- _EXERCISE PROMPT_: Track down every line below that holds "Some" and copy it.

- _SOURCE RECORDS_:
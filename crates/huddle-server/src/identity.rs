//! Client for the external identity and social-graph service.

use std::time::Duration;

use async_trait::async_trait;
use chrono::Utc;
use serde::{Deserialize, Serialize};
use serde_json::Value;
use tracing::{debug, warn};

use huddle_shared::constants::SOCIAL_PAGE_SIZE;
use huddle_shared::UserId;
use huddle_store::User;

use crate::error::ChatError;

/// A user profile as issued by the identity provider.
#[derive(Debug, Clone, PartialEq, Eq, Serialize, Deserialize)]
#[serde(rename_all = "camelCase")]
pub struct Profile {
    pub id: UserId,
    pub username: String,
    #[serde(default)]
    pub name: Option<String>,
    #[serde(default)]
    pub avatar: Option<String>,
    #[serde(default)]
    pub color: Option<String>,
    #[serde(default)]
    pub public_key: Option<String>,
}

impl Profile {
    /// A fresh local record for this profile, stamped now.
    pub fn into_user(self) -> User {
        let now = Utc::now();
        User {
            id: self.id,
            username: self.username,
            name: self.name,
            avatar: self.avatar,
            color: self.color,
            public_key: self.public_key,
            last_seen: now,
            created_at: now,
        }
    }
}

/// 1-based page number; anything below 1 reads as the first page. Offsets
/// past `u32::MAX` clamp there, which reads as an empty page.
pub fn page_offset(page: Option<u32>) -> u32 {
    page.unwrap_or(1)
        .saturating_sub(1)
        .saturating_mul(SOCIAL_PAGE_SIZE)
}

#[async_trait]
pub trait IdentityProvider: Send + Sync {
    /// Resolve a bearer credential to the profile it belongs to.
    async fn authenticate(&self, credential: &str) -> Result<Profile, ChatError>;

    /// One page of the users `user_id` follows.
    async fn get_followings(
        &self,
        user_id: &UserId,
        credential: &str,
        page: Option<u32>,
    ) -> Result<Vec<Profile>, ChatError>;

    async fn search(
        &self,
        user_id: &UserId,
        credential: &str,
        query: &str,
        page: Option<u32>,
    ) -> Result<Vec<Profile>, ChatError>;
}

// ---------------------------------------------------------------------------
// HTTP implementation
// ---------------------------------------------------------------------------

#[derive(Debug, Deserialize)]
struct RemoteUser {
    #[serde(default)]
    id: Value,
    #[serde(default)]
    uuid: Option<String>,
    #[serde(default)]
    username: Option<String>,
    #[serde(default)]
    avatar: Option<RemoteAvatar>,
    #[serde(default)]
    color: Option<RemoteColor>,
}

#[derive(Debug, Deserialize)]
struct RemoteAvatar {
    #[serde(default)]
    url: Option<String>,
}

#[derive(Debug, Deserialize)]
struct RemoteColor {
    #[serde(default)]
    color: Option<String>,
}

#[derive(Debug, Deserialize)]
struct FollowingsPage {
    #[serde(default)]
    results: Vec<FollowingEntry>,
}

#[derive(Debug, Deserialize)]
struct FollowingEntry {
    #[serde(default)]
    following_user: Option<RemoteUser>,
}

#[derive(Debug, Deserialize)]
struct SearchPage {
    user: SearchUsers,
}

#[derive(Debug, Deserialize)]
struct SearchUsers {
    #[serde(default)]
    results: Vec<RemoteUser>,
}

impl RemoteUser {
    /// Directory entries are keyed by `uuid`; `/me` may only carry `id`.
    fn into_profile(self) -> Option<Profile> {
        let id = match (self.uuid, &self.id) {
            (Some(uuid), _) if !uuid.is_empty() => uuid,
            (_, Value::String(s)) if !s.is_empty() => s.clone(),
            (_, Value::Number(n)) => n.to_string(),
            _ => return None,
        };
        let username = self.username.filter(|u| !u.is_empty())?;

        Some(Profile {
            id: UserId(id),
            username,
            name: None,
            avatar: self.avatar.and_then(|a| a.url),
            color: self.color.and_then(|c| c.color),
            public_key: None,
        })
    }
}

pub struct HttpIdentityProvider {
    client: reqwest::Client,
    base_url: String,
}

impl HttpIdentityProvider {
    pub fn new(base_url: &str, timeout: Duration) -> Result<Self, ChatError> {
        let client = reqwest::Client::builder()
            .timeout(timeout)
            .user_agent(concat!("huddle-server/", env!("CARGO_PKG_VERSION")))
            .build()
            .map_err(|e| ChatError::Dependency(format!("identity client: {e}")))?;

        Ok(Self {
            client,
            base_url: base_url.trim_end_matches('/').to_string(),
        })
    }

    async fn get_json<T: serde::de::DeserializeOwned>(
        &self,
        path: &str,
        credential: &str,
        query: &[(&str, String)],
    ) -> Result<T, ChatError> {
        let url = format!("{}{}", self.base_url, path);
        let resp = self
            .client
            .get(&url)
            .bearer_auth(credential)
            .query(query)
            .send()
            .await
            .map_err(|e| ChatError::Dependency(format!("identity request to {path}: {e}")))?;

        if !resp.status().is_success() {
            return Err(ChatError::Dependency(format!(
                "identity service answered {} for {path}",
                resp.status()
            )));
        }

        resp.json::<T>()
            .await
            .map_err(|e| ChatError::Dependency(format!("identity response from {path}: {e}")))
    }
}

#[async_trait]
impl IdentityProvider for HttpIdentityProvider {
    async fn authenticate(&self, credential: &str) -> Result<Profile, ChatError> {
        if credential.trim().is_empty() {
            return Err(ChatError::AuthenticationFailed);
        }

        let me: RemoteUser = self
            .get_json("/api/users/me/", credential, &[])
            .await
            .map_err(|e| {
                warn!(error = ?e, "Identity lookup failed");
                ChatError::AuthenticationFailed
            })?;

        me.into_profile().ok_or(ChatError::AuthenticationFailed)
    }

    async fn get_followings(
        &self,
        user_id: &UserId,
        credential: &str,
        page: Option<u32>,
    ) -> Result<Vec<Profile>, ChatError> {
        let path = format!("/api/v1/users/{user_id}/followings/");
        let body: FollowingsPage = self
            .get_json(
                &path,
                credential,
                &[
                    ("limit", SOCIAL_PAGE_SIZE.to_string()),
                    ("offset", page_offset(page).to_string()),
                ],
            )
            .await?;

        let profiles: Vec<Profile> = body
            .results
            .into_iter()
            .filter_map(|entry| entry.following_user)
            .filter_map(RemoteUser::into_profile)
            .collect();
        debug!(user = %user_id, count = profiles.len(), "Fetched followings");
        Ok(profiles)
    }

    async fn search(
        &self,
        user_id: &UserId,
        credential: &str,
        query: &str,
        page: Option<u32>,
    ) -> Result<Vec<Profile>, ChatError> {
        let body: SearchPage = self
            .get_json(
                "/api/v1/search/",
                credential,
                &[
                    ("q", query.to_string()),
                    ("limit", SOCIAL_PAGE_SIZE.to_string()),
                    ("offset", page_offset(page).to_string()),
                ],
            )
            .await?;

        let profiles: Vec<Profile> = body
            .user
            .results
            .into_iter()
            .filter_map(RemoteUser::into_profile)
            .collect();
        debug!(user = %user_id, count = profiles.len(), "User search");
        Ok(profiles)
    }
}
* * *
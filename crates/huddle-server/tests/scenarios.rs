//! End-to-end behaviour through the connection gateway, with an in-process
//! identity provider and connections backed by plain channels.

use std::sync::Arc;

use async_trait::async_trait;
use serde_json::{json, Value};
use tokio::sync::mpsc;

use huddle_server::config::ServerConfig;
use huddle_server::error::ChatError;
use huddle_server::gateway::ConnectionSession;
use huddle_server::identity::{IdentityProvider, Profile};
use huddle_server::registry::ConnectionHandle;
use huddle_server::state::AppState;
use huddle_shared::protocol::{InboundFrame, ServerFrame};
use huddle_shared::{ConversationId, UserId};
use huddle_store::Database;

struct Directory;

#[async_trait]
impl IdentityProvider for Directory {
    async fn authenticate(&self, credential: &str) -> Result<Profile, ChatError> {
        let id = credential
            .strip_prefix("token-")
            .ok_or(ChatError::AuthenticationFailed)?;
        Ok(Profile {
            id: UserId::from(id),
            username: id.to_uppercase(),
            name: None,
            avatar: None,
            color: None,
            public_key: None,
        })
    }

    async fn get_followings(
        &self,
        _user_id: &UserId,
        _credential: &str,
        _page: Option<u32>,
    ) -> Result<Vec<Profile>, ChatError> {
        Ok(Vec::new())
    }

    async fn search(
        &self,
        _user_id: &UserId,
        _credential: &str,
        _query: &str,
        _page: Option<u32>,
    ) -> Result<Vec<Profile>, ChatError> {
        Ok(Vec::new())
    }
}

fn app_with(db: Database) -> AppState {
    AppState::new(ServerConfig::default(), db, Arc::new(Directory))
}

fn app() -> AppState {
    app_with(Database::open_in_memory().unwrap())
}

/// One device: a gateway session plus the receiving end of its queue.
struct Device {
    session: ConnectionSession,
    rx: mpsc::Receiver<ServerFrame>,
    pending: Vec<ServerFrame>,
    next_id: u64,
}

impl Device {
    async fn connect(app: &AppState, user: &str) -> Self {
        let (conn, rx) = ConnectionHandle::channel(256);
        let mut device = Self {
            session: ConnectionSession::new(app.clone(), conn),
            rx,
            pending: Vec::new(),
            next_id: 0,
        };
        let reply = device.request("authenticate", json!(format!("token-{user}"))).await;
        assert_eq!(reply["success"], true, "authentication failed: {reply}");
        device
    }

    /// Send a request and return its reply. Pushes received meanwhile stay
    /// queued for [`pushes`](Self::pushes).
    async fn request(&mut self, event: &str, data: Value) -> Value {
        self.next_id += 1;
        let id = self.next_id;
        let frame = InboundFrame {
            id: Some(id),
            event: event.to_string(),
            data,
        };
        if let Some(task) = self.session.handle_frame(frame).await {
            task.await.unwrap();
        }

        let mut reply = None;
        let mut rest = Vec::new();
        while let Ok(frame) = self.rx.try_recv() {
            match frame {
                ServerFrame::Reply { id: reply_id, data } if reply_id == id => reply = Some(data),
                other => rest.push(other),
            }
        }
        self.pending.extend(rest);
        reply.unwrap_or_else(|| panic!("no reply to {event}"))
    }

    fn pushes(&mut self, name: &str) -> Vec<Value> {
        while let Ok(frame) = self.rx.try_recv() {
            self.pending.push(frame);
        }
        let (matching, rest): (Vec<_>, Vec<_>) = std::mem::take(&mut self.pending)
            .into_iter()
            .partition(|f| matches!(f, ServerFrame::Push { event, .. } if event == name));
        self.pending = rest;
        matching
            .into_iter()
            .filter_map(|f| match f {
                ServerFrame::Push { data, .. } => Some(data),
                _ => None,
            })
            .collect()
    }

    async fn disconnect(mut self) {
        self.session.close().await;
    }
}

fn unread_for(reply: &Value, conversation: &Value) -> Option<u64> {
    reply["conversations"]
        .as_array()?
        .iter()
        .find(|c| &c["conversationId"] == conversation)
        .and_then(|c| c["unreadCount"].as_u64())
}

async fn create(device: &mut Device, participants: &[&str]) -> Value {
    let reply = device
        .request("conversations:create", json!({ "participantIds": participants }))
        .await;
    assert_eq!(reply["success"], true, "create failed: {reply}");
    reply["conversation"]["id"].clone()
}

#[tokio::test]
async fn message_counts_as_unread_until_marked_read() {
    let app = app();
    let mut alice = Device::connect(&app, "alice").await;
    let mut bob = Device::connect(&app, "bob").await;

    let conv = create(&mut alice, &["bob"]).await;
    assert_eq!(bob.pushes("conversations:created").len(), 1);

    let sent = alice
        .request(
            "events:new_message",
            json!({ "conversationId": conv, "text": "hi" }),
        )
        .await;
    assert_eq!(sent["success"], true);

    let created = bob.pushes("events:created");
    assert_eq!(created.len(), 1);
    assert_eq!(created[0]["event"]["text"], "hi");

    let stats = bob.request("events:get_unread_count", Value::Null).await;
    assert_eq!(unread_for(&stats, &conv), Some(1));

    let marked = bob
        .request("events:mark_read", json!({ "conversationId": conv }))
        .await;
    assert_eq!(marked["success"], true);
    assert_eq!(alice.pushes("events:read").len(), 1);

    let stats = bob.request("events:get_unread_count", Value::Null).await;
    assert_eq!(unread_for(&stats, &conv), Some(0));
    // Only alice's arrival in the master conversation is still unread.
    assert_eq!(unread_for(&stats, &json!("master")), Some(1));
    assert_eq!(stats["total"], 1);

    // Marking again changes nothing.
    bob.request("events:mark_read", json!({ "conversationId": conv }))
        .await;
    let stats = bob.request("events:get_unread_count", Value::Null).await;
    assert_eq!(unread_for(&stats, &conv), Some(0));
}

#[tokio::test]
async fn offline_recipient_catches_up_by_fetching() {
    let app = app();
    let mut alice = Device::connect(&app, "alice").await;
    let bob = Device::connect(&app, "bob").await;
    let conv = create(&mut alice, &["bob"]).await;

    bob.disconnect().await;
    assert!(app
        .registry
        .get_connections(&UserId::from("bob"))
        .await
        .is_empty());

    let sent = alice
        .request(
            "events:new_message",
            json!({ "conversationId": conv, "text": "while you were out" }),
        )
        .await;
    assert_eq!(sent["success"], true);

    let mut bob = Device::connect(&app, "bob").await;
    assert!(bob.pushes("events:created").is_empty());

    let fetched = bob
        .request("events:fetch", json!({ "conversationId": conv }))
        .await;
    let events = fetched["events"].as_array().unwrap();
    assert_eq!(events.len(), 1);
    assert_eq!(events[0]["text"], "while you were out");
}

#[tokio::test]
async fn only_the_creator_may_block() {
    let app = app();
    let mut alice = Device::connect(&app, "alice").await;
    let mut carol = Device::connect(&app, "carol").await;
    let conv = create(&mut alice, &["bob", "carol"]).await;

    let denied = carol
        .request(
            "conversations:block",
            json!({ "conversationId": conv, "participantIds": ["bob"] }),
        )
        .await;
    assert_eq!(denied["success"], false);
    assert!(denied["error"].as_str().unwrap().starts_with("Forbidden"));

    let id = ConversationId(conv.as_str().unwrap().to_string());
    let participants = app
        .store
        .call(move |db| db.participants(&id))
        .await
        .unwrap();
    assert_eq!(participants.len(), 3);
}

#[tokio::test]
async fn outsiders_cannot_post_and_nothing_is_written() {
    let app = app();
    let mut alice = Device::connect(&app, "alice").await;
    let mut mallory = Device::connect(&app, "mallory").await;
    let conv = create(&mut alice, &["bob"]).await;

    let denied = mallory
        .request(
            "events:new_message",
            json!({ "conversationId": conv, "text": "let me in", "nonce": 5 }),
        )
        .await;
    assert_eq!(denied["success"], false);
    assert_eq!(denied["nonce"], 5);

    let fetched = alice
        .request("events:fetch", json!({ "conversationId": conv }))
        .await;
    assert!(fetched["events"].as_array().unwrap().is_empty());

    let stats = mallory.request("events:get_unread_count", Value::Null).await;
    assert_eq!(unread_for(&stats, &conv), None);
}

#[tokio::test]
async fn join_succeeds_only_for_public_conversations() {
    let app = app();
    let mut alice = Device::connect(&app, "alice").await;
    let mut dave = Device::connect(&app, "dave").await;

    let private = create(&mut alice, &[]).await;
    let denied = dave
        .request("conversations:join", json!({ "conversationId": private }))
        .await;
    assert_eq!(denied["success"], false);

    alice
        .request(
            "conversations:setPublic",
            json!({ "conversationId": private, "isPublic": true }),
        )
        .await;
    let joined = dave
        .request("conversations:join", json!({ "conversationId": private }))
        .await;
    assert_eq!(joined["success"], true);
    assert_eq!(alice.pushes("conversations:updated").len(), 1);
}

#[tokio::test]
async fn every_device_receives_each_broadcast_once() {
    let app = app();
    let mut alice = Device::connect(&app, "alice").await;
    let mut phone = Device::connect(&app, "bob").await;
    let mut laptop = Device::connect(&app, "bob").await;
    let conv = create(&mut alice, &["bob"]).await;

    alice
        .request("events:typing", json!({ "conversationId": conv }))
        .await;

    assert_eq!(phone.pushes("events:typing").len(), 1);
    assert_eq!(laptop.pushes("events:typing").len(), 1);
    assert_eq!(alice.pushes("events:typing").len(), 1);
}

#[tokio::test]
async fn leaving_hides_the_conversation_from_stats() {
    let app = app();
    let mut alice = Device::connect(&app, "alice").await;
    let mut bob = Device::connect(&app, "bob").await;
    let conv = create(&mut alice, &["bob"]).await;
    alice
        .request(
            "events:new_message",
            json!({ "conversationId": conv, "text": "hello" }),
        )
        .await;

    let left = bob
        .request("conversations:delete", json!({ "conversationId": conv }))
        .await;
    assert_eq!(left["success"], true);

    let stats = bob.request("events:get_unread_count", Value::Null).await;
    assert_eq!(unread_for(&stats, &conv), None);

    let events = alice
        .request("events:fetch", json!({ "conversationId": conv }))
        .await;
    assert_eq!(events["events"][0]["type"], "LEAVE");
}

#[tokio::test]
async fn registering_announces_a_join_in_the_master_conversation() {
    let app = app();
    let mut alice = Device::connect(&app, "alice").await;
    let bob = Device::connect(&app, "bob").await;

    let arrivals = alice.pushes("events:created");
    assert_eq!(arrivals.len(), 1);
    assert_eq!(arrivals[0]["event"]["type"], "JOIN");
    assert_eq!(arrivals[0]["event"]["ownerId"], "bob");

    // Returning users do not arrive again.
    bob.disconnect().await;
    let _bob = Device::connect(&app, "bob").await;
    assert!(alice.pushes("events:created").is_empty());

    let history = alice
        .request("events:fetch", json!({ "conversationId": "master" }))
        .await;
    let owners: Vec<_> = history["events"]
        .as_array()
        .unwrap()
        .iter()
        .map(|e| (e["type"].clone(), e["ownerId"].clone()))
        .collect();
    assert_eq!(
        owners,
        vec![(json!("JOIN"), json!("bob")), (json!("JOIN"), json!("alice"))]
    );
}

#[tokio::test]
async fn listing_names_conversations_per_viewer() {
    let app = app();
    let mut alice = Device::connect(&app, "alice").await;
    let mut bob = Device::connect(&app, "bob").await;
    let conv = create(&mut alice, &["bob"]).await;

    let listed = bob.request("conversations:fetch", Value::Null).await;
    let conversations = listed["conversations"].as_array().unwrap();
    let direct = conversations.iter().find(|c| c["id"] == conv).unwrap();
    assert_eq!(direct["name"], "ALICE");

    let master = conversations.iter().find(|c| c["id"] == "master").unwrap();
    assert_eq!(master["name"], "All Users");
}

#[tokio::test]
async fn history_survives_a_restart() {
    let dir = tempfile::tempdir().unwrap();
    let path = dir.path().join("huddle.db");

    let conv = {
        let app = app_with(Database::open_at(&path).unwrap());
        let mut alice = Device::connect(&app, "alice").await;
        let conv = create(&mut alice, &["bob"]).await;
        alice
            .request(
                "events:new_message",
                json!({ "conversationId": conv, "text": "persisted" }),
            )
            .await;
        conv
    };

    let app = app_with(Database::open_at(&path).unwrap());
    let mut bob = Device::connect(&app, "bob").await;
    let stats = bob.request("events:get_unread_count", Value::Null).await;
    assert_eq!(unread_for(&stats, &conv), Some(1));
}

- _FINISHED EXERCISE_:
            (Some(uuid), _) if !uuid.is_empty() => uuid,
        Some(Profile {
            id: Some(id),
        if let Some(task) = self.session.handle_frame(frame).await {
                ServerFrame::Reply { id: reply_id, data } if reply_id == id => reply = Some(data),
                ServerFrame::Push { data, .. } => Some(data),
    assert_eq!(unread_for(&stats, &conv), Some(1));
    assert_eq!(unread_for(&stats, &conv), Some(0));
    assert_eq!(unread_for(&stats, &json!("master")), Some(1));
    assert_eq!(unread_for(&stats, &conv), Some(0));
    assert_eq!(unread_for(&stats, &conv), Some(1));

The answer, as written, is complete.